Okay, so this blog is pretty personal today.
Last week we had the privilege of seeing my baby nephew christened. It was an Anglican High Mass, with lots of ritual and incense, and I liked the quietude and the solemnity of it (well, I think I would have enjoyed it more if we hadn’t been trying to keep 10 kids quiet for the whole 2-hour service). I was a little amused though when Picasso said to me, “Mummy, why is it foggy in here?” I think the priest had got a little over excited with the incense at that stage, and we were indeed all looking at each other through a fine, scented mist.
Later on I fell to thinking about his comment – and how true it is of where I am at in my spiritual journey at the moment.
I grew up in a fundamentalist black-and-white kind of church environment. It was a very particular, narrow world view that I was presented with – and expected to believe unquestioningly – and I spent a long time forcing down the questions and concerns I had with what I was being told was “true”. So many limits on knowledge and understanding; so many rules and regulations.
After I decided to embark on a more personal journey of discovery, I very nearly gave away my faith. I have this very clear memory of sitting on a beach in Sri Lanka and asking myself, “What do I believe?” I could only come up with one certainty. I believed in God. That was kind of it. The rebuilding of my faith began from there.
A lot of the people I grew up with in church have given their faith away completely, and I totally understand why. It’s why I relate to Guy Sebastian’s struggle you can read about here. When you grow up in such a narrow world, and you finally move beyond it, you realise how limited your previous understanding was. It’s easy to have defined views about gay people if you’ve never actually befriended someone who’s gay. It’s easy to accept being told that marriages only work if women are submissive to their husbands until you get beyond that little world and see there are so many different models for marriage and relationships, and that actually patriarchy is of the most destructive forces in any society.
There are so many things that make me frustrated with religion. The fact that Christianity is so often hijacked by a (mostly right-wing) political agenda. That a friend of mind is shunned when she walks down the street, just because of her sexuality. That religions of all kinds are used to justify the most appalling acts of violence and hatred, resulting in the destruction of so many cultures and peoples. The very reason we have our current nation-state system is because creating states for people was the only way to stop the religious wars that were destroying Europe in the 1600s. The fact that religion has so often been used to preserve social institutions that are inherently unjust – it is mind boggling to me that women are still, to this day, not allowed to speak in some churches. The fact that ministers and pastors and priests and rabbis and whoever else can speak with such certainly about knowing “the truth”. I just think that’s supremely arrogant. Of all the trillions and people who have lived and died, and the trillions yet to come, it’s a little absurd to think that one particular person, who has grown up in a particular culture and has a particular world view, has sole access to “the truth”. I think we are all so far from the truth that we get glimpses now and then, but generally, in my experience claims of “but this is the truth!” are mostly used to convince you of a belief that you might be validly questioning.

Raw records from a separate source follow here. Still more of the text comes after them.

use serde::{Deserialize, Serialize};

use crate::error::ViewerError;

/// Visual treatment applied to the shared model in one viewport.
#[derive(Debug, Clone, Copy, Serialize, Deserialize, PartialEq, Eq, Hash)]
#[serde(rename_all = "kebab-case")]
pub enum ViewKind {
    /// Lit shading with the HDR environment as background.
    Realistic,
    /// Triangle edges in the accent color.
    Wireframe,
    /// Unlit flat gray.
    Minimal,
    /// Area-weighted samples drawn as points.
    SurfaceParticles,
    /// One point per mesh vertex.
    VertexParticles,
}

impl ViewKind {
    /// Stable kebab-case name, matching the TOML spelling.
    #[must_use]
    pub fn as_str(self) -> &'static str {
        match self {
            Self::Realistic => "realistic",
            Self::Wireframe => "wireframe",
            Self::Minimal => "minimal",
            Self::SurfaceParticles => "surface-particles",
            Self::VertexParticles => "vertex-particles",
        }
    }
}

/// One configured view: a unique name and the treatment it renders.
#[derive(Debug, Clone, Serialize, Deserialize, PartialEq, Eq)]
pub struct ViewDescriptor {
    /// Unique identifier among configured views.
    pub name: String,
    /// Visual treatment.
    pub kind: ViewKind,
}

impl ViewDescriptor {
    /// Convenience constructor.
    #[must_use]
    pub fn new(name: impl Into<String>, kind: ViewKind) -> Self {
        Self {
            name: name.into(),
            kind,
        }
    }
}

/// Ordered view list. Order is left-to-right viewport placement.
#[derive(Debug, Clone, Serialize, Deserialize, PartialEq)]
#[serde(default)]
pub struct ViewOptions {
    /// Name of the view whose camera drives all others. `None` selects the
    /// first view.
    pub primary: Option<String>,
    /// Views in left-to-right order.
    pub list: Vec<ViewDescriptor>,
}

impl Default for ViewOptions {
    fn default() -> Self {
        Self {
            primary: Some("main".into()),
            list: vec![
                ViewDescriptor::new("main", ViewKind::Realistic),
                ViewDescriptor::new("view1", ViewKind::Minimal),
                ViewDescriptor::new("view2", ViewKind::Wireframe),
                ViewDescriptor::new("view3", ViewKind::SurfaceParticles),
                ViewDescriptor::new("view4", ViewKind::VertexParticles),
            ],
        }
    }
}

impl ViewOptions {
    /// Index of the primary view in [`list`](Self::list), if resolvable.
    #[must_use]
    pub fn primary_index(&self) -> Option<usize> {
        match &self.primary {
            Some(name) => self.list.iter().position(|v| &v.name == name),
            None if self.list.is_empty() => None,
            None => Some(0),
        }
    }

    pub(crate) fn validate(&self) -> Result<(), ViewerError> {
        if self.list.is_empty() {
            return Err(ViewerError::InvalidOptions(
                "at least one view must be configured".into(),
            ));
        }
        for (i, view) in self.list.iter().enumerate() {
            if self.list[..i].iter().any(|v| v.name == view.name) {
                return Err(ViewerError::InvalidOptions(format!(
                    "duplicate view name '{}'",
                    view.name
                )));
            }
        }
        if self.primary_index().is_none() {
            return Err(ViewerError::InvalidOptions(format!(
                "primary view '{}' is not configured",
                self.primary.as_deref().unwrap_or_default()
            )));
        }
        Ok(())
    }
}

#[cfg(test)]
mod tests {
    use super::*;

    #[test]
    fn defaults_describe_five_views_with_main_primary() {
        let views = ViewOptions::default();
        assert_eq!(views.list.len(), 5);
        assert_eq!(views.primary_index(), Some(0));
        assert!(views.validate().is_ok());
    }

    #[test]
    fn missing_primary_falls_back_to_first_view() {
        let views = ViewOptions {
            primary: None,
            ..ViewOptions::default()
        };
        assert_eq!(views.primary_index(), Some(0));
    }

    #[test]
    fn duplicate_names_are_rejected() {
        let views = ViewOptions {
            primary: None,
            list: vec![
                ViewDescriptor::new("a", ViewKind::Realistic),
                ViewDescriptor::new("a", ViewKind::Wireframe),
            ],
        };
        assert!(matches!(
            views.validate(),
            Err(ViewerError::InvalidOptions(_))
        ));
    }

    #[test]
    fn unknown_primary_is_rejected() {
        let views = ViewOptions {
            primary: Some("nope".into()),
            ..ViewOptions::default()
        };
        assert!(views.validate().is_err());
    }

    #[test]
    fn empty_list_is_rejected() {
        let views = ViewOptions {
            primary: None,
            list: Vec::new(),
        };
        assert!(views.validate().is_err());
    }

    #[test]
    fn kind_names_match_serde_spelling() {
        assert_eq!(ViewKind::SurfaceParticles.as_str(), "surface-particles");
        let parsed: ViewDescriptor =
            toml::from_str("name = \"v\"\nkind = \"vertex-particles\"")
                .unwrap();
        assert_eq!(parsed.kind, ViewKind::VertexParticles);
    }
}
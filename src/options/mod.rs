//! Centralized viewer options with TOML file support.
//!
//! Everything tweakable (view list, camera defaults, clip-plane fitting,
//! particle style, material overrides, lighting, asset paths) lives here.
//! Options serialize to/from TOML; every section uses `#[serde(default)]`
//! so a partial file (e.g. only overriding `[particles]`) works.

mod assets;
mod camera;
mod clipping;
mod lighting;
mod materials;
mod particles;
mod views;

use std::path::Path;

pub use assets::AssetOptions;
pub use camera::CameraOptions;
pub use clipping::ClipOptions;
pub use lighting::LightingOptions;
pub use materials::MaterialOptions;
pub use particles::ParticleOptions;
use serde::{Deserialize, Serialize};
pub use views::{ViewDescriptor, ViewKind, ViewOptions};

use crate::error::ViewerError;

/// Top-level options container.
#[derive(Debug, Clone, Serialize, Deserialize, PartialEq, Default)]
#[serde(default)]
pub struct Options {
    /// Ordered view list and primary-view designation.
    pub views: ViewOptions,
    /// Camera projection and orbit-control parameters.
    pub camera: CameraOptions,
    /// Clip-plane fitting constants.
    pub clipping: ClipOptions,
    /// Point-cloud generation and style.
    pub particles: ParticleOptions,
    /// Material overrides applied on load and per view.
    pub materials: MaterialOptions,
    /// Light rig intensities.
    pub lighting: LightingOptions,
    /// Model and environment asset paths.
    pub assets: AssetOptions,
}

impl Options {
    /// Load options from a TOML file. Missing fields use defaults.
    ///
    /// # Errors
    ///
    /// Returns [`ViewerError::Io`] if the file cannot be read,
    /// [`ViewerError::OptionsParse`] if it is not valid TOML for these
    /// options, or [`ViewerError::InvalidOptions`] if validation fails.
    pub fn load(path: &Path) -> Result<Self, ViewerError> {
        let content = std::fs::read_to_string(path).map_err(ViewerError::Io)?;
        let options: Self = toml::from_str(&content)
            .map_err(|e| ViewerError::OptionsParse(e.to_string()))?;
        options.validate()?;
        Ok(options)
    }

    /// Save options to a TOML file (pretty-printed).
    ///
    /// # Errors
    ///
    /// Returns [`ViewerError::OptionsParse`] on serialization failure or
    /// [`ViewerError::Io`] if the file cannot be written.
    pub fn save(&self, path: &Path) -> Result<(), ViewerError> {
        let content = toml::to_string_pretty(self)
            .map_err(|e| ViewerError::OptionsParse(e.to_string()))?;
        if let Some(parent) = path.parent() {
            std::fs::create_dir_all(parent).map_err(ViewerError::Io)?;
        }
        std::fs::write(path, content).map_err(ViewerError::Io)
    }

    /// Check cross-field invariants that serde cannot express.
    ///
    /// # Errors
    ///
    /// Returns [`ViewerError::InvalidOptions`] when the view list is empty,
    /// contains duplicate names, or names a primary view that does not
    /// exist.
    pub fn validate(&self) -> Result<(), ViewerError> {
        self.views.validate()?;
        if self.particles.count == 0 {
            log::warn!("particles.count is 0; surface-particle views will be empty");
        }
        Ok(())
    }
}

#[cfg(test)]
mod tests {
    use super::*;

    #[test]
    fn default_round_trips_through_toml() {
        let opts = Options::default();
        let toml_str = toml::to_string_pretty(&opts).unwrap();
        let parsed: Options = toml::from_str(&toml_str).unwrap();
        assert_eq!(opts, parsed);
    }

    #[test]
    fn partial_toml_fills_defaults() {
        let toml_str = r"
[particles]
count = 2500
";
        let opts: Options = toml::from_str(toml_str).unwrap();
        assert_eq!(opts.particles.count, 2500);
        // Everything else should be default
        assert_eq!(opts.particles.size, 0.02);
        assert_eq!(opts.camera.fovy, 60.0);
        assert_eq!(opts.views.list.len(), 5);
    }

    #[test]
    fn hex_colors_parse_from_toml() {
        let toml_str = r"
[materials]
accent_color = 0xff0000
";
        let opts: Options = toml::from_str(toml_str).unwrap();
        assert_eq!(opts.materials.accent_color, 0xff_00_00);
    }

    #[test]
    fn view_list_parses_kebab_case_kinds() {
        let toml_str = r#"
[views]
primary = "points"

[[views.list]]
name = "shaded"
kind = "realistic"

[[views.list]]
name = "points"
kind = "surface-particles"
"#;
        let opts: Options = toml::from_str(toml_str).unwrap();
        assert!(opts.validate().is_ok());
        assert_eq!(opts.views.list[1].kind, ViewKind::SurfaceParticles);
        assert_eq!(opts.views.primary_index(), Some(1));
    }

    #[test]
    fn save_then_load_preserves_options() {
        let dir = std::env::temp_dir()
            .join(format!("prism-options-{}", std::process::id()));
        let path = dir.join("viewer.toml");
        let mut opts = Options::default();
        opts.particles.count = 42;
        opts.save(&path).unwrap();
        let loaded = Options::load(&path).unwrap();
        assert_eq!(loaded, opts);
        let _ = std::fs::remove_dir_all(&dir);
    }

    #[test]
    fn load_rejects_missing_file() {
        let err = Options::load(Path::new("/nonexistent/prism.toml"));
        assert!(matches!(err, Err(ViewerError::Io(_))));
    }
}
//! Crate-level error types.

use std::fmt;

use crate::gpu::render_context::RenderContextError;

/// Errors produced by the prism crate.
#[derive(Debug)]
pub enum ViewerError {
    /// GPU context initialization failure.
    Gpu(RenderContextError),
    /// Failed to fetch or parse the glTF model.
    ModelLoad(String),
    /// Failed to fetch or decode the HDR environment map.
    EnvironmentLoad(String),
    /// The model parsed but contains no mesh with geometry.
    NoMesh,
    /// Generic I/O failure.
    Io(std::io::Error),
    /// Failed to spawn a background thread.
    ThreadSpawn(std::io::Error),
    /// TOML options parsing/serialization failure.
    OptionsParse(String),
    /// Options parsed but describe an unusable configuration.
    InvalidOptions(String),
    /// A shader failed to compose.
    Shader(String),
    /// Viewer event-loop failure.
    Viewer(String),
}

impl fmt::Display for ViewerError {
    fn fmt(&self, f: &mut fmt::Formatter<'_>) -> fmt::Result {
        match self {
            Self::Gpu(e) => write!(f, "GPU error: {e}"),
            Self::ModelLoad(msg) => write!(f, "model load error: {msg}"),
            Self::EnvironmentLoad(msg) => {
                write!(f, "environment map load error: {msg}")
            }
            Self::NoMesh => write!(f, "no mesh with geometry found"),
            Self::Io(e) => write!(f, "I/O error: {e}"),
            Self::ThreadSpawn(e) => {
                write!(f, "failed to spawn thread: {e}")
            }
            Self::OptionsParse(msg) => {
                write!(f, "options parse error: {msg}")
            }
            Self::InvalidOptions(msg) => write!(f, "invalid options: {msg}"),
            Self::Shader(msg) => write!(f, "shader error: {msg}"),
            Self::Viewer(msg) => write!(f, "viewer error: {msg}"),
        }
    }
}

impl std::error::Error for ViewerError {
    fn source(&self) -> Option<&(dyn std::error::Error + 'static)> {
        match self {
            Self::Gpu(e) => Some(e),
            Self::Io(e) | Self::ThreadSpawn(e) => Some(e),
            _ => None,
        }
    }
}

impl From<RenderContextError> for ViewerError {
    fn from(e: RenderContextError) -> Self {
        Self::Gpu(e)
    }
}

impl From<std::io::Error> for ViewerError {
    fn from(e: std::io::Error) -> Self {
        Self::Io(e)
    }
}

#[cfg(test)]
mod tests {
    use std::error::Error;

    use super::*;

    #[test]
    fn display_includes_context() {
        let err = ViewerError::ModelLoad("missing.gltf".into());
        assert_eq!(err.to_string(), "model load error: missing.gltf");
        assert_eq!(
            ViewerError::NoMesh.to_string(),
            "no mesh with geometry found"
        );
    }

    #[test]
    fn io_errors_expose_source() {
        let err = ViewerError::from(std::io::Error::new(
            std::io::ErrorKind::NotFound,
            "gone",
        ));
        assert!(err.source().is_some());
        assert!(ViewerError::NoMesh.source().is_none());
    }
}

And so why, despite all this – am I a believer? Why do I still have faith? I read somewhere recently that just as we don’t do away with science altogether because science was responsible for the atomic bomb, we can’t distill religion down to the crumby bits. Faith has also produced the most wonderful acts of sacrifice and service known to man. Take Corrie Ten Boom, who went to a concentration camp because she could not bear the suffering of the Jewish people around her. Or Mother Theresa. Or countless others who live daily lives of love and sacrifice because they actually take the commandment to “love others as you love yourself” seriously. I hang in there because of all of this, and the fact that there just has to be more to life than what we experience day to day. So my journey along the spiritual road is foggy, and at times challenging. We do, after all, see “through a glass, darkly.” But it’s what makes life meaningful and beautiful.
I wish all of you well in your own spiritual journeys, and hope you can take comfort in peace and beauty during those times when it is hard to see the road ahead.